Tabel 4.3. Toelaatbare hoeveelheid informatie per wegcategorie
Wegcategorie | Soort weg | Maximaal aantal te vermelden bestemmingen per voorwegwijzer |
---|---|---|
Regionale stroomweg | Provinciale autosnelweg v max = 120 km/h of 100 km/h | 6 op voorwegwijzers 8 op wegwijzers aan een portaal |
Regionale stroomweg | Autoweg met gelijkvloerse en/of ongelijkvloerse kruispunten v max = 100 km/h | 4 |
Autoweg met gelijkvloerse kruispunten v max = 100 km/h | 4 | |
De in cursief aangegeven weg vormt een zogenaamde tussencategorie. Dit betreft wegen die tijdelijk zijn ondergebracht in een hogere hoofdcategorie in afwachting van de ombouw (afbouw) naar de juiste categorie. De bewegwijzering wordt uitgevoerd conform de bij de hogere hoofdcategorie behorende uitgangspunten. Pas nadat de weg is afgebouwd naar de juiste hoofdcategorie wordt de uitvoering van de bewegwijzering daarmee in overeenstemming gebracht. |
Tabel 4.3 bevat voor regionale stroomwegen een overzicht van het maximaal aantal bestemmingen dat per voorwegwijzer kan worden vermeld.
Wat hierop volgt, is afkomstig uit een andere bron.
//! Graceful shutdown management

use std::sync::atomic::{AtomicBool, Ordering};
use std::sync::Arc;
use std::time::Duration;
use tokio::signal;
use tokio::time::sleep;
use tracing::info;

/// Manages graceful shutdown for long-running processes
pub struct ShutdownManager {
    flag: Arc<AtomicBool>,
}

impl ShutdownManager {
    /// Create a new shutdown manager with running state
    pub fn new() -> Self {
        Self {
            flag: Arc::new(AtomicBool::new(true)),
        }
    }

    /// Spawn a Ctrl+C signal handler that triggers shutdown
    pub fn spawn_signal_handler(&self) {
        let flag = Arc::clone(&self.flag);
        tokio::spawn(async move {
            if signal::ctrl_c().await.is_ok() {
                info!("Received shutdown signal (Ctrl+C)");
                flag.store(false, Ordering::Release);
            }
        });
    }

    pub fn is_running(&self) -> bool {
        self.flag.load(Ordering::Acquire)
    }

    /// Sleep for a duration, but wake early if shutdown is triggered
    pub async fn interruptible_sleep(&self, duration: Duration) {
        let check_interval = Duration::from_millis(50);
        let mut elapsed = Duration::ZERO;

        while elapsed < duration && self.is_running() {
            sleep(check_interval).await;
            elapsed += check_interval;
        }
    }
}

impl Default for ShutdownManager {
    fn default() -> Self {
        Self::new()
    }
}
/// Type-state markers for the builder pattern
///
/// These track at compile time whether a transport mode and a session
/// listener have been chosen, so `build()` only exists once both are set.

use std::marker::PhantomData;

/// Marker trait for transport mode state
pub trait ModeState {}

/// No transport mode chosen yet
pub struct NoMode;
impl ModeState for NoMode {}

/// Direct or relay mode chosen
pub struct HasMode;
impl ModeState for HasMode {}

/// Marker trait for session listener state
pub trait SessionState {}

/// Session listener has not been set
pub struct NoSession;
impl SessionState for NoSession {}

/// Session listener has been set
pub struct HasSession;
impl SessionState for HasSession {}

/// Phantom marker to prevent direct construction
#[derive(Debug, Clone, Copy)]
pub struct TypeState<M, S> {
    _mode: PhantomData<M>,
    _session: PhantomData<S>,
}

impl<M, S> TypeState<M, S> {
    pub(crate) fn new() -> Self {
        Self {
            _mode: PhantomData,
            _session: PhantomData,
        }
    }
}

impl<M, S> Default for TypeState<M, S> {
    fn default() -> Self {
        Self::new()
    }
}
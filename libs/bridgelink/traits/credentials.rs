use crate::error::CredentialError;
use async_trait::async_trait;

/// Trait for providing the relay connection credentials
///
/// Both tokens are fetched fresh on every relay connection attempt and
/// joined before the WebSocket is opened, so implementations may refresh
/// expired tokens here.
///
/// # Example
/// ```ignore
/// struct AccountCredentials {
///     account: Arc<Account>,
/// }
///
/// #[async_trait::async_trait]
/// impl CredentialProvider for AccountCredentials {
///     async fn fetch_identity_token(&self) -> Result<String, CredentialError> {
///         let user = self.account.current_user().ok_or(CredentialError::NotSignedIn)?;
///         user.id_token().await.map_err(|e| CredentialError::Fetch(e.to_string()))
///     }
///
///     async fn fetch_push_token(&self) -> Result<String, CredentialError> {
///         self.account.push_token().await.map_err(|e| CredentialError::Fetch(e.to_string()))
///     }
/// }
/// ```
#[async_trait]
pub trait CredentialProvider: Send + Sync {
    /// Fetch the account identity token sent in the relay handshake
    ///
    /// Return [`CredentialError::NotSignedIn`] when no account is available;
    /// the attempt then closes as unauthorized rather than as an internal error.
    async fn fetch_identity_token(&self) -> Result<String, CredentialError>;

    /// Fetch the push-notification registration token
    async fn fetch_push_token(&self) -> Result<String, CredentialError>;
}

/// Credential provider returning fixed tokens
///
/// Useful for tests and for hosts that manage token refresh elsewhere.
#[derive(Debug, Clone)]
pub struct StaticCredentials {
    identity_token: String,
    push_token: String,
}

impl StaticCredentials {
    pub fn new(identity_token: impl Into<String>, push_token: impl Into<String>) -> Self {
        Self {
            identity_token: identity_token.into(),
            push_token: push_token.into(),
        }
    }
}

#[async_trait]
impl CredentialProvider for StaticCredentials {
    async fn fetch_identity_token(&self) -> Result<String, CredentialError> {
        Ok(self.identity_token.clone())
    }

    async fn fetch_push_token(&self) -> Result<String, CredentialError> {
        Ok(self.push_token.clone())
    }
}

/// Credential provider for hosts without an account
///
/// Every relay attempt closes as unauthorized.
pub struct NoCredentials;

#[async_trait]
impl CredentialProvider for NoCredentials {
    async fn fetch_identity_token(&self) -> Result<String, CredentialError> {
        Err(CredentialError::NotSignedIn)
    }

    async fn fetch_push_token(&self) -> Result<String, CredentialError> {
        Err(CredentialError::NotSignedIn)
    }
}
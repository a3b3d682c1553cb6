//! Shared fixtures for integration tests.

#![allow(dead_code)]

use std::fmt::Write as _;
use std::path::{Path, PathBuf};

/// Write a Praat long-format TextGrid with interval tiers.
pub fn write_textgrid(
    path: &Path,
    xmin: f64,
    xmax: f64,
    tiers: &[(&str, &[(f64, f64, &str)])],
) -> PathBuf {
    write_textgrid_with_points(path, xmin, xmax, tiers, None)
}

/// Like [`write_textgrid`], with an optional point tier (`TextTier`) last.
pub fn write_textgrid_with_points(
    path: &Path,
    xmin: f64,
    xmax: f64,
    tiers: &[(&str, &[(f64, f64, &str)])],
    points: Option<(&str, &[(f64, &str)])>,
) -> PathBuf {
    let mut out = String::new();
    let _ = writeln!(out, "File type = \"ooTextFile\"");
    let _ = writeln!(out, "Object class = \"TextGrid\"");
    let _ = writeln!(out);
    let _ = writeln!(out, "xmin = {xmin} ");
    let _ = writeln!(out, "xmax = {xmax} ");
    let _ = writeln!(out, "tiers? <exists> ");
    let _ = writeln!(out, "size = {} ", tiers.len() + usize::from(points.is_some()));
    let _ = writeln!(out, "item []: ");
    for (i, (name, intervals)) in tiers.iter().enumerate() {
        let _ = writeln!(out, "    item [{}]:", i + 1);
        let _ = writeln!(out, "        class = \"IntervalTier\" ");
        let _ = writeln!(out, "        name = \"{name}\" ");
        let _ = writeln!(out, "        xmin = {xmin} ");
        let _ = writeln!(out, "        xmax = {xmax} ");
        let _ = writeln!(out, "        intervals: size = {} ", intervals.len());
        for (j, (start, end, text)) in intervals.iter().enumerate() {
            let _ = writeln!(out, "        intervals [{}]:", j + 1);
            let _ = writeln!(out, "            xmin = {start} ");
            let _ = writeln!(out, "            xmax = {end} ");
            let _ = writeln!(out, "            text = \"{text}\" ");
        }
    }
    if let Some((name, marks)) = points {
        let _ = writeln!(out, "    item [{}]:", tiers.len() + 1);
        let _ = writeln!(out, "        class = \"TextTier\" ");
        let _ = writeln!(out, "        name = \"{name}\" ");
        let _ = writeln!(out, "        xmin = {xmin} ");
        let _ = writeln!(out, "        xmax = {xmax} ");
        let _ = writeln!(out, "        points: size = {} ", marks.len());
        for (j, (time, mark)) in marks.iter().enumerate() {
            let _ = writeln!(out, "        points [{}]:", j + 1);
            let _ = writeln!(out, "            number = {time} ");
            let _ = writeln!(out, "            mark = \"{mark}\" ");
        }
    }
    std::fs::write(path, out).unwrap();
    path.to_path_buf()
}

/// Write a silent mono 16 kHz WAV of the given length.
pub fn write_wav(path: &Path, seconds: u32) -> PathBuf {
    let spec = hound::WavSpec {
        channels: 1,
        sample_rate: 16_000,
        bits_per_sample: 16,
        sample_format: hound::SampleFormat::Int,
    };
    let mut writer = hound::WavWriter::create(path, spec).unwrap();
    for _ in 0..(16_000 * seconds) {
        writer.write_sample(0i16).unwrap();
    }
    writer.finalize().unwrap();
    path.to_path_buf()
}

/// Write an executable shell script.
#[cfg(unix)]
pub fn write_script(path: &Path, body: &str) -> PathBuf {
    use std::os::unix::fs::PermissionsExt;

    std::fs::write(path, format!("#!/bin/sh\n{body}\n")).unwrap();
    let mut permissions = std::fs::metadata(path).unwrap().permissions();
    permissions.set_mode(0o755);
    std::fs::set_permissions(path, permissions).unwrap();
    path.to_path_buf()
}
De maximale hoeveelheid te vermelden bestemmingen langs autowegen bedraagt vier omdat het snelheidsgedrag weliswaar vergelijkbaar is met dat van autosnelwegen, maar de kapitaalhoogte op de voorwegwijzers en het aantal voorwegwijzers aanzienlijk kleiner is.
Bij overschrijding van de maximaal toelaatbare hoeveelheid informatie wordt de eerste voorwegwijzer herhaald.
Vormgeving
De voorwegwijzers bestaan uit een rechthoekige informatiedrager.
Plaats
Over de plaats van voorwegwijzers kan het volgende worden opgemerkt:
- Voorwegwijzers worden in de berm of boven de rijbaan aangebracht op een bepaalde afstand tot het kruispunt.
- Voorwegwijzers worden zodanig geplaatst dat de weggebruiker voldoende tijd heeft om een eventuele noodzakelijke manoeuvre tijdig uit te voeren.
Bij kruispunten in regionale stroomwegen bedraagt de stramienmaat 300 meter.
In tabel 4.4 staat hoeveel voorwegwijzers worden geplaatst en op welke afstand tot het nulpunt.
Tabel 4.4. Plaatsing en aantal voorwegwijzers bij regionale stroomwegen
Wegcategorie | Bepaling aantal voorwegwijzers | Afstand tot actiepunt |
---|---|---|
Regionale stroomweg met ongelijkvloerse aansluitingen | Twee voorwegwijzers:
| Op 600 m en 300 m voor het nulpunt |
Regionale stroomweg gelijkvloerse aansluitingen | ≤ vier bestemmingen: minimaal twee voorwegwijzers: een voor de combinatie van de doorgaande en de rechts afslaande richting en een voor de links afslaande richting > vier bestemmingen: drie voorwegwijzers: voor elke richting een | Op 600 m en 300 m voor het nulpunt en zo nodig op 900 m voor het nulpunt |
In paragraaf 4.7.2 staan plaatsingsvoorbeelden van voorwegwijzers.